## WHAT IS NEEDED
Would you return the lines from the one that contains "Quorum-gated disclosure index" to the last line of the entries below, exactly and with nothing added?
[[ DATA FOR THIS TASK, beginning ]]
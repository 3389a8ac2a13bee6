//! Quorum-gated disclosure index
//!
//! Shares are indexed `recipient -> organization -> share id -> share`. An
//! organization's shares become readable only once at least `threshold` of
//! them have accumulated for a recipient; below that they are stored but
//! invisible. Writes are never rejected for being below threshold.

mod memory;

use std::fmt;
use std::num::NonZeroUsize;

use serde::{Deserialize, Serialize};

use crate::credential::OrganizationId;
use crate::crypto::PublicKey;

pub use memory::MemoryDisclosureStore;

/// Default reveal quorum
pub const DEFAULT_THRESHOLD: NonZeroUsize = match NonZeroUsize::new(3) {
    Some(threshold) => threshold,
    None => unreachable!(),
};

/// A submitter-produced secret share
///
/// All three fields are opaque here: the commitment is stored and forwarded,
/// never validated.
#[derive(Debug, Clone, PartialEq, Eq, Serialize, Deserialize)]
#[serde(rename_all = "camelCase")]
pub struct VerifiableShare {
    pub data: String,
    pub ephemeral_key: String,
    pub commitment: String,
}

/// One revealed share, as returned by an inbox read
#[derive(Debug, Clone, PartialEq, Eq, Serialize, Deserialize)]
#[serde(rename_all = "camelCase")]
pub struct InboxEntry {
    pub id: String,
    pub org: OrganizationId,
    pub verifiable_share: VerifiableShare,
}

/// Storage for disclosures addressed to recipients
///
/// Reads copy entries out; implementations never hand out references into
/// their index, and never keep empty organization or recipient entries.
pub trait DisclosureStore: Send + Sync + fmt::Debug {
    /// Insert or overwrite `share_id` under `(recipient, organization)`
    fn put(
        &self,
        recipient: &PublicKey,
        organization: &OrganizationId,
        share_id: &str,
        share: VerifiableShare,
    );

    /// Every share of every organization at or above threshold
    fn read_quorate(&self, recipient: &PublicKey) -> Vec<InboxEntry>;

    /// Remove `share_id` from every organization under `recipient`
    ///
    /// Succeeds silently when the id is unknown.
    fn delete(&self, recipient: &PublicKey, share_id: &str);

    /// Total shares held for `recipient`, revealed or not
    fn pending(&self, recipient: &PublicKey) -> usize;

    fn threshold(&self) -> NonZeroUsize;
}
[[ DATA FOR THIS TASK, end ]]
## ANSWER BOX
//! Quorum-gated disclosure index
//!
//! Shares are indexed `recipient -> organization -> share id -> share`. An
//! organization's shares become readable only once at least `threshold` of
//! them have accumulated for a recipient; below that they are stored but
//! invisible. Writes are never rejected for being below threshold.

mod memory;

use std::fmt;
use std::num::NonZeroUsize;

use serde::{Deserialize, Serialize};

use crate::credential::OrganizationId;
use crate::crypto::PublicKey;

pub use memory::MemoryDisclosureStore;

/// Default reveal quorum
pub const DEFAULT_THRESHOLD: NonZeroUsize = match NonZeroUsize::new(3) {
    Some(threshold) => threshold,
    None => unreachable!(),
};

/// A submitter-produced secret share
///
/// All three fields are opaque here: the commitment is stored and forwarded,
/// never validated.
#[derive(Debug, Clone, PartialEq, Eq, Serialize, Deserialize)]
#[serde(rename_all = "camelCase")]
pub struct VerifiableShare {
    pub data: String,
    pub ephemeral_key: String,
    pub commitment: String,
}

/// One revealed share, as returned by an inbox read
#[derive(Debug, Clone, PartialEq, Eq, Serialize, Deserialize)]
#[serde(rename_all = "camelCase")]
pub struct InboxEntry {
    pub id: String,
    pub org: OrganizationId,
    pub verifiable_share: VerifiableShare,
}

/// Storage for disclosures addressed to recipients
///
/// Reads copy entries out; implementations never hand out references into
/// their index, and never keep empty organization or recipient entries.
pub trait DisclosureStore: Send + Sync + fmt::Debug {
    /// Insert or overwrite `share_id` under `(recipient, organization)`
    fn put(
        &self,
        recipient: &PublicKey,
        organization: &OrganizationId,
        share_id: &str,
        share: VerifiableShare,
    );

    /// Every share of every organization at or above threshold
    fn read_quorate(&self, recipient: &PublicKey) -> Vec<InboxEntry>;

    /// Remove `share_id` from every organization under `recipient`
    ///
    /// Succeeds silently when the id is unknown.
    fn delete(&self, recipient: &PublicKey, share_id: &str);

    /// Total shares held for `recipient`, revealed or not
    fn pending(&self, recipient: &PublicKey) -> usize;

    fn threshold(&self) -> NonZeroUsize;
}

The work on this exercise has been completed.